万華鏡、動く絵本…“美しさ”に秀でた、世界のアニメを牽引する「カートゥーン・サルーン」の軌跡

ケルト三部作の最終作『ウルフウォーカー』

ブレンダンとケルズの秘密』、『ソング・オブ・ザ・シー 海のうた』に続く“ケルト三部作”の最終作と言われる『ウルフウォーカー』。物語の舞台は、中世、アイルランドの町キルケニー。イングランドからウルフハンターの父とともにこの町にやって来た少女ロビンは、森の中で変わった雰囲気の少女メーヴと出会う。彼女は人間とオオカミが一つの体に共存している“ウルフウォーカー”で、傷を癒す魔法の力も持っていた。ロビンとメーヴが友情をはぐくむ一方で、町を統治する護国卿は森林の開拓を進めるため、森に暮らすオオカミを退治しようとする。また、ロビンはメーヴの母が行方不明であることを知り、一緒に彼女を捜す約束をする。

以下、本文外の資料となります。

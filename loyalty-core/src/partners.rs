//! Partner/config store and its TTL cache
//!
//! Rule sets, limit configuration and partner overrides are read-mostly. The
//! cache serves them from memory, refreshes after a TTL and never fails: if
//! the source is unreachable or returns unusable data, callers get the last
//! good value (or the hardcoded default) inside a [`Resolution`] error.

use crate::{
    config::CacheConfig,
    error::{degraded, Resolution},
    limits::LimitConfig,
    rules::{PartnerOverride, RuleSet},
    types::{AccountId, B2BDeal},
    Result,
};
use async_trait::async_trait;
use dashmap::DashMap;
use parking_lot::RwLock;
use rust_decimal::Decimal;
use serde::{Deserialize, Serialize};
use std::collections::{HashMap, HashSet};
use std::sync::Arc;
use std::time::{Duration, Instant};

/// External partner/config store
#[async_trait]
pub trait PartnerConfigSource: Send + Sync {
    /// Global cashback rules
    async fn cashback_rules(&self) -> Result<Option<RuleSet>>;

    /// Transaction caps
    async fn transaction_limits(&self) -> Result<Option<LimitConfig>>;

    /// Override for one partner
    async fn partner_override(&self, partner: &AccountId) -> Result<Option<PartnerOverride>>;

    /// Deal between the buyer's referrer (`source`) and the seller (`target`)
    async fn active_b2b_deal(&self, source: &AccountId, target: &AccountId) -> Result<Option<B2BDeal>>;

    /// Whether a partner is flagged as an influencer
    async fn is_influencer_partner(&self, partner: &AccountId) -> Result<bool>;

    /// Seller's base reward percent for standard commission
    async fn seller_base_reward_percent(&self, seller: &AccountId) -> Result<Option<Decimal>>;

    /// Platform percent used in influencer mode
    async fn platform_influencer_percent(&self) -> Result<Option<Decimal>> {
        Ok(None)
    }
}

/// In-memory partner configuration, loadable from TOML
#[derive(Debug, Clone, Default, Serialize, Deserialize)]
#[serde(default)]
pub struct StaticPartnerConfig {
    /// Cashback rules
    pub rules: Option<RuleSet>,
    /// Transaction caps
    pub limits: Option<LimitConfig>,
    /// Partner overrides keyed by partner ID
    pub overrides: HashMap<String, PartnerOverride>,
    /// Bilateral deals
    pub deals: Vec<B2BDeal>,
    /// Influencer partner IDs
    pub influencers: HashSet<String>,
    /// Base reward percent per seller
    pub seller_percents: HashMap<String, Decimal>,
    /// Influencer-mode platform percent
    pub influencer_percent: Option<Decimal>,
}

impl StaticPartnerConfig {
    /// Empty configuration
    pub fn new() -> Self {
        Self::default()
    }

    /// Load from a TOML file
    pub fn from_file(path: impl AsRef<std::path::Path>) -> Result<Self> {
        let content = std::fs::read_to_string(path)?;
        toml::from_str(&content)
            .map_err(|e| crate::Error::Config(format!("Failed to parse partner config: {}", e)))
    }

    /// Set cashback rules
    pub fn with_rules(mut self, rules: RuleSet) -> Self {
        self.rules = Some(rules);
        self
    }

    /// Set limits
    pub fn with_limits(mut self, limits: LimitConfig) -> Self {
        self.limits = Some(limits);
        self
    }

    /// Add a deal
    pub fn with_deal(mut self, deal: B2BDeal) -> Self {
        self.deals.push(deal);
        self
    }

    /// Flag an influencer
    pub fn with_influencer(mut self, partner: &str) -> Self {
        self.influencers.insert(partner.to_string());
        self
    }

    /// Set a seller's base reward percent
    pub fn with_seller_percent(mut self, seller: &str, percent: Decimal) -> Self {
        self.seller_percents.insert(seller.to_string(), percent);
        self
    }

    /// Set a partner override
    pub fn with_override(mut self, partner: &str, o: PartnerOverride) -> Self {
        self.overrides.insert(partner.to_string(), o);
        self
    }
}

#[async_trait]
impl PartnerConfigSource for StaticPartnerConfig {
    async fn cashback_rules(&self) -> Result<Option<RuleSet>> {
        Ok(self.rules.clone())
    }

    async fn transaction_limits(&self) -> Result<Option<LimitConfig>> {
        Ok(self.limits.clone())
    }

    async fn partner_override(&self, partner: &AccountId) -> Result<Option<PartnerOverride>> {
        Ok(self.overrides.get(partner.as_str()).cloned())
    }

    async fn active_b2b_deal(&self, source: &AccountId, target: &AccountId) -> Result<Option<B2BDeal>> {
        let now = chrono::Utc::now();
        Ok(self
            .deals
            .iter()
            .find(|d| &d.source_partner == source && &d.target_partner == target && d.is_active_at(now))
            .cloned())
    }

    async fn is_influencer_partner(&self, partner: &AccountId) -> Result<bool> {
        Ok(self.influencers.contains(partner.as_str()))
    }

    async fn seller_base_reward_percent(&self, seller: &AccountId) -> Result<Option<Decimal>> {
        Ok(self.seller_percents.get(seller.as_str()).copied())
    }

    async fn platform_influencer_percent(&self) -> Result<Option<Decimal>> {
        Ok(self.influencer_percent)
    }
}

#[derive(Debug)]
struct Cached<T> {
    value: Arc<T>,
    fetched_at: Instant,
}

impl<T> Cached<T> {
    fn new(value: T) -> Self {
        Self {
            value: Arc::new(value),
            fetched_at: Instant::now(),
        }
    }

    fn is_fresh(&self, ttl: Duration) -> bool {
        self.fetched_at.elapsed() < ttl
    }
}

/// TTL cache in front of a [`PartnerConfigSource`]
pub struct PartnerConfigCache {
    source: Arc<dyn PartnerConfigSource>,
    rules: RwLock<Option<Cached<RuleSet>>>,
    limits: RwLock<Option<Cached<LimitConfig>>>,
    overrides: DashMap<AccountId, Cached<Option<PartnerOverride>>>,
    rules_ttl: Duration,
    limits_ttl: Duration,
    partner_ttl: Duration,
}

impl std::fmt::Debug for PartnerConfigCache {
    fn fmt(&self, f: &mut std::fmt::Formatter<'_>) -> std::fmt::Result {
        f.debug_struct("PartnerConfigCache")
            .field("rules_ttl", &self.rules_ttl)
            .field("limits_ttl", &self.limits_ttl)
            .field("partner_ttl", &self.partner_ttl)
            .finish_non_exhaustive()
    }
}

impl PartnerConfigCache {
    /// Cache over `source` with TTLs from `config`
    pub fn new(source: Arc<dyn PartnerConfigSource>, config: &CacheConfig) -> Self {
        Self {
            source,
            rules: RwLock::new(None),
            limits: RwLock::new(None),
            overrides: DashMap::new(),
            rules_ttl: Duration::from_secs(config.rules_ttl_secs),
            limits_ttl: Duration::from_secs(config.limits_ttl_secs),
            partner_ttl: Duration::from_secs(config.partner_ttl_secs),
        }
    }

    /// Underlying source, for lookups that are not cached
    pub fn source(&self) -> &Arc<dyn PartnerConfigSource> {
        &self.source
    }

    /// Drop every cached value
    pub fn invalidate(&self) {
        *self.rules.write() = None;
        *self.limits.write() = None;
        self.overrides.clear();
    }

    /// Current cashback rules
    pub async fn rules(&self) -> Resolution<Arc<RuleSet>> {
        if let Some(cached) = self.rules.read().as_ref() {
            if cached.is_fresh(self.rules_ttl) {
                return Ok(cached.value.clone());
            }
        }

        let fetched = match self.source.cashback_rules().await {
            Ok(Some(rules)) => rules.validated().map_err(|d| d.cause),
            Ok(None) => Err("no cashback rules configured".to_string()),
            Err(e) => Err(format!("rule source unavailable: {}", e)),
        };

        match fetched {
            Ok(rules) => {
                let cached = Cached::new(rules);
                let value = cached.value.clone();
                *self.rules.write() = Some(cached);
                tracing::debug!("Cashback rules refreshed");
                Ok(value)
            }
            Err(cause) => {
                let last_good = self.rules.read().as_ref().map(|c| c.value.clone());
                degraded(last_good.unwrap_or_else(|| Arc::new(RuleSet::default())), cause)
            }
        }
    }

    /// Current limit configuration; "no limits" when absent
    pub async fn limits(&self) -> Resolution<Arc<LimitConfig>> {
        if let Some(cached) = self.limits.read().as_ref() {
            if cached.is_fresh(self.limits_ttl) {
                return Ok(cached.value.clone());
            }
        }

        let fetched = match self.source.transaction_limits().await {
            Ok(Some(limits)) => limits.validate().map(|_| limits),
            // Absent configuration is a valid "no limit" answer
            Ok(None) => Ok(LimitConfig::default()),
            Err(e) => Err(format!("limit source unavailable: {}", e)),
        };

        match fetched {
            Ok(limits) => {
                let cached = Cached::new(limits);
                let value = cached.value.clone();
                *self.limits.write() = Some(cached);
                Ok(value)
            }
            Err(cause) => {
                let last_good = self.limits.read().as_ref().map(|c| c.value.clone());
                degraded(last_good.unwrap_or_else(|| Arc::new(LimitConfig::default())), cause)
            }
        }
    }

    /// Override for a partner, if any
    pub async fn partner_override(&self, partner: &AccountId) -> Resolution<Option<PartnerOverride>> {
        if let Some(cached) = self.overrides.get(partner) {
            if cached.is_fresh(self.partner_ttl) {
                return Ok(cached.value.as_ref().clone());
            }
        }

        match self.source.partner_override(partner).await {
            Ok(value) => {
                self.overrides.insert(partner.clone(), Cached::new(value.clone()));
                Ok(value)
            }
            Err(e) => {
                let last_good = self
                    .overrides
                    .get(partner)
                    .and_then(|c| c.value.as_ref().clone());
                degraded(last_good, format!("override source unavailable: {}", e))
            }
        }
    }
}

【写真を見る】牧歌的な絵に癒されるカートゥーン・サルーンのアニメーションを振り返り!(『ウルフウォーカー』)
【写真を見る】牧歌的な絵に癒されるカートゥーン・サルーンのアニメーションを振り返り!(『ウルフウォーカー』)[c] WolfWalkers 2020

ダイナミックなアクションにも挑戦したエンタメ作品

モノトーンの版画風に描かれた城下町や水彩の色鮮やかな森など、手描きアニメーションを中心にしつつも、本作では新たに3Dソフトウェアを使用。ウルフウォーカーとなったロビンの目に映る風景をダイナミックなカメラワークで表現し、より躍動感ある映像に仕上げている。音楽はケルト三部作の前2作に続いて、作曲家のブリュノ・クレとアイルランドの民族音楽グループ「KiLA(キーラ)」が担当。さらに、『アナと雪の女王2』(19)でも見事な歌声を披露したノルウェーのシンガー、Aurora(オーロラ)も参加し、神秘的な世界へと観客を導いていてくれる。オオカミの姿になったロビンとメーヴが群れを率いて夜の森を駆け回るシーン、護国卿やその配下の兵士たちとの戦いのシーンなどアクションも多く、エンターテインメント性の高いファンタジー作品になっている。

ロビンの父ビルの声を演じるのは、名優ショーン・ビーン(『ウルフウォーカー』)
ロビンの父ビルの声を演じるのは、名優ショーン・ビーン(『ウルフウォーカー』)[c] WolfWalkers 2020

自然との関係性を巡る対立や、決められた社会の枠組みを打ち破ろうとするロビンのストーリーが現実ともリンクする『ウルフウォーカー』。カートゥーン・サルーンの一つの到達点とも言える本作やこれまでの作品にも触れ、その幻想的な世界に浸ってほしい。